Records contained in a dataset
★ ★ ★

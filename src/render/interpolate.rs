//! Pixel interpolation between two neighbouring source frames.

use crate::flow::field::FlowField;
use crate::foundation::error::{SlowmoError, SlowmoResult};
use crate::render::frame::FrameRGBA;

/// Pick the source frame closest to position `t` in `[0, 1]` between `left` and `right`.
pub fn nearest(left: &FrameRGBA, right: &FrameRGBA, t: f64) -> FrameRGBA {
    if t < 0.5 { left.clone() } else { right.clone() }
}

/// Cross-fade: `(1 - t) * left + t * right`.
pub fn blend(left: &FrameRGBA, right: &FrameRGBA, t: f64) -> SlowmoResult<FrameRGBA> {
    if !left.same_size(right) {
        return Err(size_mismatch(left, right));
    }
    let t = t.clamp(0.0, 1.0);
    let data = left
        .data
        .iter()
        .zip(&right.data)
        .map(|(&a, &b)| mix(a, b, t))
        .collect();
    FrameRGBA::new(left.width, left.height, data)
}

/// Flow-compensated interpolation.
///
/// Each output pixel `p` samples `left` at `p - t * f(p)` and `right` at `p + (1 - t) * f(p)`,
/// where `f` is the forward flow from `left` to `right`, then blends the two samples.
pub fn flow_blend(
    left: &FrameRGBA,
    right: &FrameRGBA,
    flow: &FlowField,
    t: f64,
) -> SlowmoResult<FrameRGBA> {
    if !left.same_size(right) {
        return Err(size_mismatch(left, right));
    }
    if flow.width != left.width || flow.height != left.height {
        return Err(SlowmoError::flow(format!(
            "flow field is {}x{}, frames are {}x{}",
            flow.width, flow.height, left.width, left.height
        )));
    }
    let t = t.clamp(0.0, 1.0);
    let mut data = Vec::with_capacity(left.data.len());
    for y in 0..left.height {
        for x in 0..left.width {
            let (dx, dy) = flow.at(x, y);
            let (dx, dy) = (f64::from(dx), f64::from(dy));
            let a = sample(left, x as f64 - t * dx, y as f64 - t * dy);
            let b = sample(right, x as f64 + (1.0 - t) * dx, y as f64 + (1.0 - t) * dy);
            for c in 0..4 {
                data.push(mix(a[c], b[c], t));
            }
        }
    }
    FrameRGBA::new(left.width, left.height, data)
}

fn sample(frame: &FrameRGBA, x: f64, y: f64) -> [u8; 4] {
    let max_x = frame.width.saturating_sub(1) as f64;
    let max_y = frame.height.saturating_sub(1) as f64;
    let sx = x.round().clamp(0.0, max_x) as u32;
    let sy = y.round().clamp(0.0, max_y) as u32;
    frame.pixel(sx, sy)
}

fn mix(a: u8, b: u8, t: f64) -> u8 {
    (f64::from(a) * (1.0 - t) + f64::from(b) * t)
        .round()
        .clamp(0.0, 255.0) as u8
}

fn size_mismatch(left: &FrameRGBA, right: &FrameRGBA) -> SlowmoError {
    SlowmoError::render(format!(
        "cannot interpolate {}x{} with {}x{}",
        left.width, left.height, right.width, right.height
    ))
}

#[cfg(test)]
#[path = "../../tests/unit/render/interpolate.rs"]
mod tests;
//! Slow-motion rendering driven by a time-mapping node graph.
//!
//! A project maps output time to source time through a node graph. The public API is
//! controller-oriented:
//!
//! - Load a project with [`SlowmoRenderer::load`] (or build one and [`SlowmoRenderer::install`] it)
//! - Configure the render task: range, frame rate, interpolation, size, target, flow lambda
//! - [`SlowmoRenderer::start`] the run and poll [`SlowmoRenderer::progress`]
//!
//! Runs execute on a worker thread and report through [`TaskEvent`]s.
#![forbid(unsafe_code)]
#![deny(missing_docs)]

mod foundation;

pub(crate) mod flow;
pub(crate) mod project;
pub(crate) mod render;
pub mod renderer;
pub(crate) mod source;

pub use crate::foundation::core::{Fps, FrameSize, InterpolationMode, TimeRange};
pub use crate::foundation::error::{SlowmoError, SlowmoResult};

pub use crate::flow::field::FlowField;
pub use crate::flow::source::{
    DEFAULT_FLOW_BUILDER, FlowSource, FramePair, PrecomputedFlowSource, TunableLambda,
    V3dFlowSource,
};
pub use crate::project::loader::{
    FlowSourceDef, FrameSourceDef, PROJECT_VERSION, ProjectFile, load_project,
};
pub use crate::project::model::Project;
pub use crate::project::nodes::{Node, NodeList};
pub use crate::render::events::{TaskEvent, TaskObserver, TerminalEvent, TerminalKind};
pub use crate::render::frame::FrameRGBA;
pub use crate::render::images::{FRAME_NUMBER_PLACEHOLDER, ImagesRenderTarget};
pub use crate::render::interpolate;
pub use crate::render::target::{InMemoryTarget, RenderTarget, TargetConfig};
pub use crate::render::task::{RenderInputs, RenderSettings, RenderTask, RunState};
pub use crate::render::video::{VideoRenderTarget, is_ffmpeg_on_path};
pub use crate::renderer::{ProgressSnapshot, SlowmoRenderer};
pub use crate::source::frames::{FrameSource, ImagesFrameSource, SyntheticFrameSource};
use std::io::{Read, Write as _};
use std::path::{Path, PathBuf};
use std::process::{Child, ChildStdin, Command, Stdio};

use anyhow::Context as _;

use crate::foundation::error::{SlowmoError, SlowmoResult};
use crate::render::frame::FrameRGBA;
use crate::render::target::{RenderTarget, TargetConfig};

/// Encodes output frames into a video file by streaming raw RGBA into the system `ffmpeg`.
pub struct VideoRenderTarget {
    path: PathBuf,
    codec: String,

    child: Option<Child>,
    stdin: Option<ChildStdin>,
    stderr_drain: Option<std::thread::JoinHandle<std::io::Result<Vec<u8>>>>,

    cfg: Option<TargetConfig>,
    last_idx: Option<u64>,
}

impl VideoRenderTarget {
    /// Target writing `path` with the ffmpeg video codec `codec` (e.g. `libx264`).
    pub fn new(path: impl Into<PathBuf>, codec: impl Into<String>) -> SlowmoResult<Self> {
        let path = path.into();
        let codec = codec.into();
        if path.as_os_str().is_empty() {
            return Err(SlowmoError::validation(
                "video target file path must not be empty",
            ));
        }
        if codec.trim().is_empty() {
            return Err(SlowmoError::validation("video codec must not be empty"));
        }
        Ok(Self {
            path,
            codec,
            child: None,
            stdin: None,
            stderr_drain: None,
            cfg: None,
            last_idx: None,
        })
    }

    /// Output file.
    pub fn path(&self) -> &Path {
        &self.path
    }

    /// ffmpeg codec identifier.
    pub fn codec(&self) -> &str {
        &self.codec
    }

    fn ffmpeg_command(&self, cfg: &TargetConfig) -> Command {
        let mut cmd = Command::new("ffmpeg");
        cmd.stdin(Stdio::piped())
            .stdout(Stdio::null())
            .stderr(Stdio::piped());
        cmd.args([
            "-y",
            "-loglevel",
            "error",
            "-f",
            "rawvideo",
            "-pix_fmt",
            "rgba",
            "-s",
            &format!("{}x{}", cfg.width, cfg.height),
            "-r",
            &format!("{}", cfg.fps.get()),
            "-i",
            "pipe:0",
            "-an",
            // yuv420p needs even dimensions; half-size frames may be odd.
            "-vf",
            "pad=ceil(iw/2)*2:ceil(ih/2)*2",
            "-c:v",
            &self.codec,
            "-pix_fmt",
            "yuv420p",
        ]);
        cmd.arg(&self.path);
        cmd
    }
}

impl std::fmt::Debug for VideoRenderTarget {
    fn fmt(&self, f: &mut std::fmt::Formatter<'_>) -> std::fmt::Result {
        f.debug_struct("VideoRenderTarget")
            .field("path", &self.path)
            .field("codec", &self.codec)
            .field("running", &self.child.is_some())
            .finish()
    }
}

impl RenderTarget for VideoRenderTarget {
    fn describe(&self) -> String {
        format!("{} ({})", self.path.display(), self.codec)
    }

    fn begin(&mut self, cfg: TargetConfig) -> SlowmoResult<()> {
        if cfg.width == 0 || cfg.height == 0 {
            return Err(SlowmoError::validation(
                "video target width/height must be non-zero",
            ));
        }
        ensure_parent_dir(&self.path)?;
        if !is_ffmpeg_on_path() {
            return Err(SlowmoError::render(
                "ffmpeg is required for video output, but was not found on PATH",
            ));
        }

        let mut child = self.ffmpeg_command(&cfg).spawn().map_err(|e| {
            SlowmoError::render(format!(
                "failed to spawn ffmpeg (is it installed and on PATH?): {e}"
            ))
        })?;
        let stdin = child
            .stdin
            .take()
            .ok_or_else(|| SlowmoError::render("failed to open ffmpeg stdin (unexpected)"))?;
        let mut stderr = child
            .stderr
            .take()
            .ok_or_else(|| SlowmoError::render("failed to open ffmpeg stderr (unexpected)"))?;
        let stderr_drain = std::thread::spawn(move || {
            let mut stderr_bytes = Vec::new();
            stderr.read_to_end(&mut stderr_bytes)?;
            Ok(stderr_bytes)
        });

        self.child = Some(child);
        self.stdin = Some(stdin);
        self.stderr_drain = Some(stderr_drain);
        self.cfg = Some(cfg);
        self.last_idx = None;
        Ok(())
    }

    fn write_frame(&mut self, index: u64, frame: &FrameRGBA) -> SlowmoResult<()> {
        let cfg = self
            .cfg
            .as_ref()
            .ok_or_else(|| SlowmoError::render("video target not started"))?;
        if let Some(last) = self.last_idx
            && index <= last
        {
            return Err(SlowmoError::render(
                "video target received out-of-order frame index",
            ));
        }
        if frame.width != cfg.width || frame.height != cfg.height {
            return Err(SlowmoError::render(format!(
                "frame size mismatch: got {}x{}, expected {}x{}",
                frame.width, frame.height, cfg.width, cfg.height
            )));
        }
        self.last_idx = Some(index);

        let Some(stdin) = self.stdin.as_mut() else {
            return Err(SlowmoError::render("video target is already finalized"));
        };
        stdin.write_all(&frame.data).map_err(|e| {
            SlowmoError::render(format!("failed to write frame to ffmpeg stdin: {e}"))
        })?;
        Ok(())
    }

    fn end(&mut self) -> SlowmoResult<()> {
        drop(self.stdin.take());
        let Some(mut child) = self.child.take() else {
            return Ok(());
        };

        let status = child.wait().map_err(|e| {
            SlowmoError::render(format!("failed to wait for ffmpeg to finish: {e}"))
        })?;
        let stderr_bytes = match self.stderr_drain.take() {
            Some(handle) => handle
                .join()
                .map_err(|_| SlowmoError::render("ffmpeg stderr drain thread panicked"))?
                .map_err(|e| SlowmoError::render(format!("ffmpeg stderr read failed: {e}")))?,
            None => Vec::new(),
        };
        self.cfg = None;

        if !status.success() {
            let stderr = String::from_utf8_lossy(&stderr_bytes);
            return Err(SlowmoError::render(format!(
                "ffmpeg exited with status {}: {}",
                status,
                stderr.trim()
            )));
        }
        Ok(())
    }
}

/// Ensure the parent directory of `path` exists.
pub fn ensure_parent_dir(path: &Path) -> SlowmoResult<()> {
    if let Some(parent) = path.parent()
        && !parent.as_os_str().is_empty()
    {
        std::fs::create_dir_all(parent)
            .with_context(|| format!("failed to create output directory '{}'", parent.display()))?;
    }
    Ok(())
}

/// Return `true` when `ffmpeg` can be invoked from `PATH`.
pub fn is_ffmpeg_on_path() -> bool {
    Command::new("ffmpeg")
        .arg("-version")
        .stdout(Stdio::null())
        .stderr(Stdio::null())
        .status()
        .map(|s| s.success())
        .unwrap_or(false)
}

#[cfg(test)]
#[path = "../../tests/unit/render/video.rs"]
mod tests;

★ ★ ★

Look through the entries and return every line where "clamp" appears.

## Written solution:
    let t = t.clamp(0.0, 1.0);
    let t = t.clamp(0.0, 1.0);
    let sx = x.round().clamp(0.0, max_x) as u32;
    let sy = y.round().clamp(0.0, max_y) as u32;
        .clamp(0.0, 255.0) as u8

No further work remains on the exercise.